Anche nelle applicazioni estetiche e di ringiovanimento, la presenza di cellule stromali vitali nel tessuto adiposo micro-frammentato è stata proposta come uno dei meccanismi alla base del miglioramento del trofismo cutaneo e della qualità della pelle. La dimostrazione che ASCs isolate da lipoaspirato ottenuto con cannule a piccoli fori laterali presentano una buona capacità proliferativa e di differenziazione verso linee adipogeniche, osteogeniche e condrogeniche supporta l’ipotesi che la vitalità cellulare del preparato autologo sia un fattore chiave per i risultati clinici osservati in termini di rigenerazione tissutale.
Sviluppi futuri
Gli sviluppi futuri nel campo della terapia autologa basata su tessuto adiposo si concentrano sulla migliore comprensione del rapporto tra vitalità cellulare, composizione del preparato e outcome clinici. Studi sperimentali hanno già dimostrato che il tessuto raccolto con microcannule a piccoli fori laterali contiene cellule vitali e proliferanti, con livelli di attività metabolica comparabili a quelli della SVF isolata mediante collagenasi. Ulteriori ricerche potrebbero approfondire come variazioni nella geometria della cannula, nel piano di prelievo e nei parametri procedurali influenzino non solo la vitalità, ma anche il profilo funzionale delle cellule stromali e mesenchimali.
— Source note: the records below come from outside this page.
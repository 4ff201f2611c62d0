//! Virtual processor units and the registry enforcing that only one of them runs at a time.
//!
//! The [`ActivationRegistry`] is the single piece of shared mutable state in the scheduler: a
//! "current VPU or none" cell. Activations on different threads are serialized by a re-entrant
//! gate, so an activation attempted from inside another activation on the same thread reaches the
//! invariant check instead of deadlocking.

use std::fmt;
use std::panic::{catch_unwind, resume_unwind, AssertUnwindSafe};
use std::sync::atomic::{AtomicU64, Ordering};
use std::sync::Arc;

use parking_lot::{Mutex, ReentrantMutex};

use crate::core::error::SchedulerError;
use crate::core::executor::{ActivationContext, Executor};
use crate::core::task::{Cancelable, Task};

/// Identity and diagnostic name of a VPU.
#[derive(Debug)]
pub struct VpuInfo {
    id: u64,
    name: Option<String>,
}

impl VpuInfo {
    /// Process-unique identifier assigned by the registry.
    #[must_use]
    pub const fn id(&self) -> u64 {
        self.id
    }

    /// Diagnostic name, present only when names are enabled.
    #[must_use]
    pub fn name(&self) -> Option<&str> {
        self.name.as_deref()
    }
}

impl fmt::Display for VpuInfo {
    fn fmt(&self, f: &mut fmt::Formatter<'_>) -> fmt::Result {
        match &self.name {
            Some(name) => f.write_str(name),
            None => write!(f, "VirtualProcessorUnit@{}", self.id),
        }
    }
}

/// Tracks the currently active VPU.
pub struct ActivationRegistry {
    gate: ReentrantMutex<()>,
    current: Mutex<Option<Arc<VpuInfo>>>,
    check_invariants: bool,
    next_id: AtomicU64,
}

impl ActivationRegistry {
    /// Create an empty registry.
    #[must_use]
    pub fn new(check_invariants: bool) -> Self {
        Self {
            gate: ReentrantMutex::new(()),
            current: Mutex::new(None),
            check_invariants,
            next_id: AtomicU64::new(1),
        }
    }

    fn register(&self, name: Option<String>) -> Arc<VpuInfo> {
        Arc::new(VpuInfo {
            id: self.next_id.fetch_add(1, Ordering::Relaxed),
            name,
        })
    }

    /// True while some VPU is active.
    #[must_use]
    pub fn is_vpu_activated(&self) -> bool {
        self.current.lock().is_some()
    }

    /// The active VPU, if any.
    #[must_use]
    pub fn current_vpu(&self) -> Option<Arc<VpuInfo>> {
        self.current.lock().clone()
    }

    /// Mark `unit` as current.
    ///
    /// A nested or cross-unit activation fails here with `DuplicateVpuActivation`. Running a task
    /// as the default phase while any unit is current is rejected earlier, by
    /// [`Scheduler::become_default_phase_task`](crate::runtime::Scheduler::become_default_phase_task),
    /// with `ReentrantActivation`.
    ///
    /// # Errors
    ///
    /// `DuplicateVpuActivation` if another unit is current and invariant checking is on.
    pub fn activate_unit(&self, unit: &Arc<VpuInfo>) -> Result<(), SchedulerError> {
        let mut current = self.current.lock();
        if self.check_invariants {
            if let Some(active) = current.as_ref() {
                return Err(SchedulerError::DuplicateVpuActivation {
                    unit: unit.to_string(),
                    active: active.to_string(),
                });
            }
        }
        *current = Some(Arc::clone(unit));
        Ok(())
    }

    /// Clear the current unit.
    ///
    /// # Errors
    ///
    /// `VpuNotActive` if `unit` is not current and invariant checking is on.
    pub fn deactivate_unit(&self, unit: &Arc<VpuInfo>) -> Result<(), SchedulerError> {
        let mut current = self.current.lock();
        if self.check_invariants
            && !current
                .as_ref()
                .is_some_and(|active| Arc::ptr_eq(active, unit))
        {
            return Err(SchedulerError::VpuNotActive {
                unit: unit.to_string(),
            });
        }
        *current = None;
        Ok(())
    }

    /// Make `unit` current for the duration of `activation`.
    ///
    /// The unit is deactivated whether `activation` succeeds, fails or panics. A panic is resumed
    /// after deactivation.
    ///
    /// # Errors
    ///
    /// Mutual-exclusion violations, or the error returned by `activation`.
    pub fn activate(
        &self,
        unit: &Arc<VpuInfo>,
        activation: &mut dyn FnMut() -> Result<(), SchedulerError>,
    ) -> Result<(), SchedulerError> {
        let _gate = self.gate.lock();
        self.activate_unit(unit)?;
        tracing::debug!(vpu = %unit, "vpu activated");
        let outcome = catch_unwind(AssertUnwindSafe(activation));
        let deactivated = self.deactivate_unit(unit);
        tracing::debug!(vpu = %unit, "vpu deactivated");
        match outcome {
            Ok(result) => result.and(deactivated),
            Err(payload) => resume_unwind(payload),
        }
    }

    /// Run `f` while holding the activation gate, excluding activations on other threads.
    pub(crate) fn exclusive<R>(&self, f: impl FnOnce() -> R) -> R {
        let _gate = self.gate.lock();
        f()
    }

    /// Whether the calling thread holds the activation gate, i.e. runs inside an activation or an
    /// exclusive section.
    #[must_use]
    pub fn holds_gate(&self) -> bool {
        self.gate.is_owned_by_current_thread()
    }

    /// Teardown only: forget the current unit.
    pub fn reset(&self) {
        *self.current.lock() = None;
    }
}

impl fmt::Debug for ActivationRegistry {
    fn fmt(&self, f: &mut fmt::Formatter<'_>) -> fmt::Result {
        f.debug_struct("ActivationRegistry")
            .field("current", &self.current_vpu().map(|unit| unit.to_string()))
            .finish_non_exhaustive()
    }
}

struct UnitContext {
    unit: Arc<VpuInfo>,
    registry: Arc<ActivationRegistry>,
}

impl ActivationContext for UnitContext {
    fn activate(
        &self,
        activation: &mut dyn FnMut() -> Result<(), SchedulerError>,
    ) -> Result<(), SchedulerError> {
        self.registry.activate(&self.unit, activation)
    }
}

/// A named execution phase wrapping one executor.
pub struct VirtualProcessorUnit {
    info: Arc<VpuInfo>,
    executor: Arc<dyn Executor>,
}

impl VirtualProcessorUnit {
    /// Wrap `executor` and bind it to `registry` so its activations run under mutual exclusion.
    ///
    /// The name is kept only when `names_enabled` is set.
    ///
    /// # Errors
    ///
    /// `NameWhileNamesDisabled` if a name is passed while names are disabled and invariant
    /// checking is on.
    pub fn new(
        name: Option<&str>,
        executor: Arc<dyn Executor>,
        registry: &Arc<ActivationRegistry>,
        names_enabled: bool,
    ) -> Result<Self, SchedulerError> {
        if registry.check_invariants && !names_enabled {
            if let Some(name) = name {
                return Err(SchedulerError::NameWhileNamesDisabled {
                    name: name.to_string(),
                });
            }
        }
        let name = if names_enabled { name.map(ToString::to_string) } else { None };
        let info = registry.register(name);
        let context = Arc::new(UnitContext {
            unit: Arc::clone(&info),
            registry: Arc::clone(registry),
        });
        executor.core().bind(context, Arc::downgrade(&executor));
        Ok(Self { info, executor })
    }

    /// Diagnostic name, if names are enabled.
    #[must_use]
    pub fn name(&self) -> Option<&str> {
        self.info.name()
    }

    /// Identity of this unit, as reported by [`ActivationRegistry::current_vpu`].
    #[must_use]
    pub const fn info(&self) -> &Arc<VpuInfo> {
        &self.info
    }

    /// The executor driving this unit.
    #[must_use]
    pub const fn executor(&self) -> &Arc<dyn Executor> {
        &self.executor
    }

    /// Queue a task, requesting activation if the queue was empty.
    ///
    /// # Errors
    ///
    /// `DuplicateTaskEnqueue` if the callback is already queued on this unit.
    pub fn queue(&self, name: Option<&str>, task: Task) -> Result<Cancelable, SchedulerError> {
        self.executor.queue(name, task)
    }

    /// Activate the unit now.
    ///
    /// # Errors
    ///
    /// Mutual-exclusion violations and runaway detection.
    pub fn activate(&self) -> Result<(), SchedulerError> {
        self.executor.activate()
    }

    /// True if this unit is the one currently active in `registry`.
    #[must_use]
    pub fn is_current(&self, registry: &ActivationRegistry) -> bool {
        registry
            .current_vpu()
            .is_some_and(|current| Arc::ptr_eq(&current, &self.info))
    }
}

impl fmt::Display for VirtualProcessorUnit {
    fn fmt(&self, f: &mut fmt::Formatter<'_>) -> fmt::Result {
        self.info.fmt(f)
    }
}

impl fmt::Debug for VirtualProcessorUnit {
    fn fmt(&self, f: &mut fmt::Formatter<'_>) -> fmt::Result {
        f.debug_struct("VirtualProcessorUnit")
            .field("name", &self.info.to_string())
            .field("queue_size", &self.executor.queue_size())
            .finish()
    }
}
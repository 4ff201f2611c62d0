//! The scheduler facade: one VPU per phase, timers and uncaught error handling.

use std::sync::{Arc, Weak};

use crate::config::SchedulerConfig;
use crate::core::error::{SchedulerError, UncaughtError};
use crate::core::executor::Executor;
use crate::core::task::{Cancelable, Task};
use crate::core::temporal::TemporalScheduler;
use crate::core::uncaught::{SharedErrorHandler, UncaughtErrorRegistry};
use crate::core::vpu::{ActivationRegistry, VirtualProcessorUnit, VpuInfo};
use crate::builders::SchedulerBuilder;
use crate::util::NameGenerator;

use super::phase::Phase;

const DELAYED_TASK_PREFIX: &str = "DelayedTask";
const PERIODIC_TASK_PREFIX: &str = "PeriodicTask";

pub(crate) struct SchedulerInner {
    pub(crate) config: SchedulerConfig,
    pub(crate) registry: Arc<ActivationRegistry>,
    pub(crate) errors: Arc<UncaughtErrorRegistry>,
    pub(crate) temporal: Arc<TemporalScheduler>,
    pub(crate) vpus: Vec<VirtualProcessorUnit>,
    pub(crate) names: NameGenerator,
}

impl SchedulerInner {
    fn vpu(&self, phase: Phase) -> &VirtualProcessorUnit {
        &self.vpus[phase.index()]
    }

    fn become_default_phase_task(&self, name: Option<&str>, task: Task) -> Result<(), SchedulerError> {
        self.registry.exclusive(|| {
            if self.config.check_invariants {
                if let Some(active) = self.registry.current_vpu() {
                    return Err(SchedulerError::ReentrantActivation {
                        task: name.unwrap_or("<anonymous>").to_string(),
                        active: active.to_string(),
                    });
                }
            }
            let executor = self.vpu(Phase::default()).executor();
            executor.queue_next(name, task)?;
            executor.activate()
        })
    }
}

/// Cooperative scheduler multiplexing tasks onto five phase VPUs.
///
/// Cloning is cheap and every clone drives the same VPUs.
///
/// ```rust,ignore
/// use prometheus_vpu::config::SchedulerConfig;
/// use prometheus_vpu::core::Task;
/// use prometheus_vpu::runtime::Scheduler;
///
/// let scheduler = Scheduler::new(SchedulerConfig::development())?;
/// scheduler.macro_task(Task::new(|| println!("next macro task")))?;
/// let poll = scheduler.periodic_task_named("Poll", Task::new(|| println!("tick")), 1_000)?;
/// poll.cancel();
/// scheduler.shutdown();
/// ```
#[derive(Clone)]
pub struct Scheduler {
    inner: Arc<SchedulerInner>,
}

impl Scheduler {
    /// Build a scheduler with the default triggers.
    ///
    /// # Errors
    ///
    /// `Backend` if the configuration is invalid or a timer thread cannot start.
    pub fn new(config: SchedulerConfig) -> Result<Self, SchedulerError> {
        SchedulerBuilder::new(config).build()
    }

    /// Start configuring a scheduler.
    #[must_use]
    pub fn builder(config: SchedulerConfig) -> SchedulerBuilder {
        SchedulerBuilder::new(config)
    }

    pub(crate) fn from_inner(inner: SchedulerInner) -> Self {
        Self {
            inner: Arc::new(inner),
        }
    }

    /// Active configuration.
    #[must_use]
    pub fn config(&self) -> &SchedulerConfig {
        &self.inner.config
    }

    /// Queue a task on `phase`, generating a name when names are enabled and none is given.
    ///
    /// # Errors
    ///
    /// `DuplicateTaskEnqueue` if the callback is already queued on that phase.
    pub fn queue(&self, phase: Phase, name: Option<&str>, task: Task) -> Result<Cancelable, SchedulerError> {
        let name = self.inner.names.generate(phase.task_prefix(), name);
        self.inner.vpu(phase).queue(name.as_deref(), task)
    }

    /// Queue a task on the macro task phase.
    ///
    /// # Errors
    ///
    /// `DuplicateTaskEnqueue` if the callback is already queued.
    pub fn macro_task(&self, task: Task) -> Result<Cancelable, SchedulerError> {
        self.queue(Phase::MacroTask, None, task)
    }

    /// Named variant of [`Scheduler::macro_task`].
    ///
    /// # Errors
    ///
    /// `DuplicateTaskEnqueue` if the callback is already queued.
    pub fn macro_task_named(&self, name: &str, task: Task) -> Result<Cancelable, SchedulerError> {
        self.queue(Phase::MacroTask, Some(name), task)
    }

    /// Queue a task on the micro task phase.
    ///
    /// # Errors
    ///
    /// `DuplicateTaskEnqueue` if the callback is already queued.
    pub fn micro_task(&self, task: Task) -> Result<Cancelable, SchedulerError> {
        self.queue(Phase::MicroTask, None, task)
    }

    /// Named variant of [`Scheduler::micro_task`].
    ///
    /// # Errors
    ///
    /// `DuplicateTaskEnqueue` if the callback is already queued.
    pub fn micro_task_named(&self, name: &str, task: Task) -> Result<Cancelable, SchedulerError> {
        self.queue(Phase::MicroTask, Some(name), task)
    }

    /// Queue a task to run before the next frame.
    ///
    /// # Errors
    ///
    /// `DuplicateTaskEnqueue` if the callback is already queued.
    pub fn animation_frame(&self, task: Task) -> Result<Cancelable, SchedulerError> {
        self.queue(Phase::AnimationFrame, None, task)
    }

    /// Named variant of [`Scheduler::animation_frame`].
    ///
    /// # Errors
    ///
    /// `DuplicateTaskEnqueue` if the callback is already queued.
    pub fn animation_frame_named(&self, name: &str, task: Task) -> Result<Cancelable, SchedulerError> {
        self.queue(Phase::AnimationFrame, Some(name), task)
    }

    /// Queue a task to run after the next frame.
    ///
    /// # Errors
    ///
    /// `DuplicateTaskEnqueue` if the callback is already queued.
    pub fn after_frame(&self, task: Task) -> Result<Cancelable, SchedulerError> {
        self.queue(Phase::AfterFrame, None, task)
    }

    /// Named variant of [`Scheduler::after_frame`].
    ///
    /// # Errors
    ///
    /// `DuplicateTaskEnqueue` if the callback is already queued.
    pub fn after_frame_named(&self, name: &str, task: Task) -> Result<Cancelable, SchedulerError> {
        self.queue(Phase::AfterFrame, Some(name), task)
    }

    /// Queue a task for the next idle period.
    ///
    /// # Errors
    ///
    /// `DuplicateTaskEnqueue` if the callback is already queued.
    pub fn on_idle(&self, task: Task) -> Result<Cancelable, SchedulerError> {
        self.queue(Phase::OnIdle, None, task)
    }

    /// Named variant of [`Scheduler::on_idle`].
    ///
    /// # Errors
    ///
    /// `DuplicateTaskEnqueue` if the callback is already queued.
    pub fn on_idle_named(&self, name: &str, task: Task) -> Result<Cancelable, SchedulerError> {
        self.queue(Phase::OnIdle, Some(name), task)
    }

    fn reentering(&self, name: Option<String>, task: Task) -> Task {
        let inner: Weak<SchedulerInner> = Arc::downgrade(&self.inner);
        Task::fallible(move || {
            if let Some(inner) = inner.upgrade() {
                inner.become_default_phase_task(name.as_deref(), task.clone())?;
            }
            Ok(())
        })
    }

    /// Run `task` in the default phase after `delay` milliseconds.
    ///
    /// # Errors
    ///
    /// `NegativeDelay` when invariant checking is on, `Backend` if the timer backend stopped.
    pub fn delayed_task(&self, task: Task, delay: i64) -> Result<Cancelable, SchedulerError> {
        self.schedule_delayed(None, task, delay)
    }

    /// Named variant of [`Scheduler::delayed_task`].
    ///
    /// # Errors
    ///
    /// Same as [`Scheduler::delayed_task`].
    pub fn delayed_task_named(&self, name: &str, task: Task, delay: i64) -> Result<Cancelable, SchedulerError> {
        self.schedule_delayed(Some(name), task, delay)
    }

    fn schedule_delayed(&self, name: Option<&str>, task: Task, delay: i64) -> Result<Cancelable, SchedulerError> {
        self.inner.temporal.check_delay(name, delay)?;
        let name = self.inner.names.generate(DELAYED_TASK_PREFIX, name);
        let wrapper = self.reentering(name.clone(), task);
        self.inner.temporal.delayed_task(name.as_deref(), wrapper, delay)
    }

    /// Run `task` in the default phase every `period` milliseconds, starting now.
    ///
    /// # Errors
    ///
    /// `NonPositivePeriod` when invariant checking is on, `Backend` if the timer backend stopped.
    pub fn periodic_task(&self, task: Task, period: i64) -> Result<Cancelable, SchedulerError> {
        self.schedule_periodic(None, task, period)
    }

    /// Named variant of [`Scheduler::periodic_task`].
    ///
    /// # Errors
    ///
    /// Same as [`Scheduler::periodic_task`].
    pub fn periodic_task_named(&self, name: &str, task: Task, period: i64) -> Result<Cancelable, SchedulerError> {
        self.schedule_periodic(Some(name), task, period)
    }

    fn schedule_periodic(&self, name: Option<&str>, task: Task, period: i64) -> Result<Cancelable, SchedulerError> {
        self.inner.temporal.check_period(name, period)?;
        let name = self.inner.names.generate(PERIODIC_TASK_PREFIX, name);
        let wrapper = self.reentering(name.clone(), task);
        self.inner.temporal.periodic_task(name.as_deref(), wrapper, period)
    }

    /// Run `task` now as the first task of a fresh default-phase activation. Tasks already queued
    /// in the default phase run after it, in the same activation.
    ///
    /// # Errors
    ///
    /// `ReentrantActivation` if a VPU is active, plus any error of the activation itself.
    pub fn become_default_phase_task(&self, name: Option<&str>, task: Task) -> Result<(), SchedulerError> {
        self.inner.become_default_phase_task(name, task)
    }

    /// Milliseconds since the scheduler started.
    #[must_use]
    pub fn now(&self) -> u64 {
        self.inner.temporal.now()
    }

    /// True while a VPU is active.
    #[must_use]
    pub fn is_vpu_activated(&self) -> bool {
        self.inner.registry.is_vpu_activated()
    }

    /// The active VPU, if any.
    #[must_use]
    pub fn current_vpu(&self) -> Option<Arc<VpuInfo>> {
        self.inner.registry.current_vpu()
    }

    /// The VPU serving `phase`.
    #[must_use]
    pub fn vpu(&self, phase: Phase) -> &VirtualProcessorUnit {
        self.inner.vpu(phase)
    }

    /// The default phase's VPU.
    #[must_use]
    pub fn macro_task_vpu(&self) -> &VirtualProcessorUnit {
        self.vpu(Phase::MacroTask)
    }

    /// The micro task VPU.
    #[must_use]
    pub fn micro_task_vpu(&self) -> &VirtualProcessorUnit {
        self.vpu(Phase::MicroTask)
    }

    /// The animation frame VPU.
    #[must_use]
    pub fn animation_frame_vpu(&self) -> &VirtualProcessorUnit {
        self.vpu(Phase::AnimationFrame)
    }

    /// The after frame VPU.
    #[must_use]
    pub fn after_frame_vpu(&self) -> &VirtualProcessorUnit {
        self.vpu(Phase::AfterFrame)
    }

    /// The idle VPU.
    #[must_use]
    pub fn on_idle_vpu(&self) -> &VirtualProcessorUnit {
        self.vpu(Phase::OnIdle)
    }

    /// The uncaught error registry shared by every VPU and timer backend.
    #[must_use]
    pub fn uncaught_errors(&self) -> &Arc<UncaughtErrorRegistry> {
        &self.inner.errors
    }

    /// Register a handler for errors escaping task callbacks.
    ///
    /// # Errors
    ///
    /// `DuplicateErrorHandler` or `ErrorRegistryDisabled` when invariant checking is on.
    pub fn add_uncaught_error_handler(&self, handler: SharedErrorHandler) -> Result<(), SchedulerError> {
        self.inner.errors.add(handler)
    }

    /// Unregister a handler.
    ///
    /// # Errors
    ///
    /// `MissingErrorHandler` or `ErrorRegistryDisabled` when invariant checking is on.
    pub fn remove_uncaught_error_handler(&self, handler: &SharedErrorHandler) -> Result<(), SchedulerError> {
        self.inner.errors.remove(handler)
    }

    /// Deliver `error` to the registered handlers. Dropped when handlers are disabled.
    pub fn report_uncaught_error(&self, error: &UncaughtError) {
        self.inner.errors.report(error);
    }

    /// Teardown only: clear the current VPU, empty every phase queue and restart name numbering.
    pub fn reset(&self) {
        self.inner.registry.reset();
        for vpu in &self.inner.vpus {
            vpu.executor().reset();
        }
        self.inner.names.reset();
    }

    /// Stop the timer backend. Pending delayed and periodic tasks never fire.
    ///
    /// Called from outside any activation this also waits for the timer threads to exit. Called
    /// from a running task it only signals, since a timer thread may be waiting on the activation
    /// gate the caller holds.
    pub fn shutdown(&self) {
        self.inner.temporal.shutdown();
        if self.inner.registry.holds_gate() {
            tracing::debug!("shutdown requested inside an activation, timer threads not joined");
            return;
        }
        self.inner.temporal.join();
        tracing::info!("scheduler shut down");
    }
}

impl std::fmt::Debug for Scheduler {
    fn fmt(&self, f: &mut std::fmt::Formatter<'_>) -> std::fmt::Result {
        f.debug_struct("Scheduler")
            .field("vpus", &self.inner.vpus)
            .field("current", &self.current_vpu().map(|vpu| vpu.to_string()))
            .finish_non_exhaustive()
    }
}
Un altro ambito di sviluppo riguarda la caratterizzazione più fine delle popolazioni cellulari presenti nel tessuto adiposo micro-frammentato. L’impiego di tecnologie analitiche non invasive, come la frazionazione mediante Celector, ha già permesso di valutare la fluidità del campione, la presenza di aggregati cellulari, frammenti di matrice extracellulare e goccioline lipidiche, senza necessità di ulteriori processamenti. In futuro, l’integrazione di queste tecniche con analisi fenotipiche e funzionali delle cellule potrebbe consentire di correlare in modo più diretto i parametri di vitalità e composizione con specifici esiti clinici.
Dal punto di vista biologico, sono stati proposti studi per valutare in dettaglio l’espressione di geni di stemness, come Oct4, Sox2 e Nanog, nelle ASCs derivate da tessuto raccolto con diverse cannule, al fine di comprendere se esistano differenze nella capacità di auto-rinnovamento e nel potenziale differenziativo in funzione della tecnica di harvesting. Tali indagini potrebbero contribuire a definire protocolli ottimizzati per massimizzare la vitalità e la qualità delle cellule destinate alla terapia autologa.
Infine, sul piano clinico, sono auspicabili studi prospettici controllati che integrino misure standardizzate di vitalità cellulare del preparato con il follow-up a lungo termine dei pazienti trattati, in particolare nei campi dell’osteoartrosi e della medicina rigenerativa cutanea. L’esperienza attuale indica che l’uso di SVF autologa derivata da tessuto adiposo è sicuro e fattibile nel trattamento dell’OA, con un impatto favorevole sulla qualità di vita e la possibilità di ritardare procedure chirurgiche maggiori. L’evoluzione delle conoscenze sulla vitalità cellulare potrà contribuire a raffinare le indicazioni, a personalizzare i protocolli e a migliorare la prevedibilità dei risultati clinici.
Sources (Bibliografia)
- Gennai A, Bovani B, Colli M, Melfa F, Piccolo D, Russo R, Roda B, Zattoni A, Reschiglian P, Zia S. Comparison of harvesting and processing technique for adipose tissue graft: evaluation of cell viability. Int J Regener Med. 2021;4(2):2–5.
- Trentani P, Meredi E, Zarantonello P, Gennai A. Role of autologous micro-fragmented adipose tissue in osteoarthritis treatment. J Pers Med. 2024;14:604.
- Rossi M, Alviano F, Ricci F, et al. Characterization of tissue and stromal cells for facial aging treatment (micro-SEFFI study). Aesthetic Surgery Journal. 2020;40(6):679–690.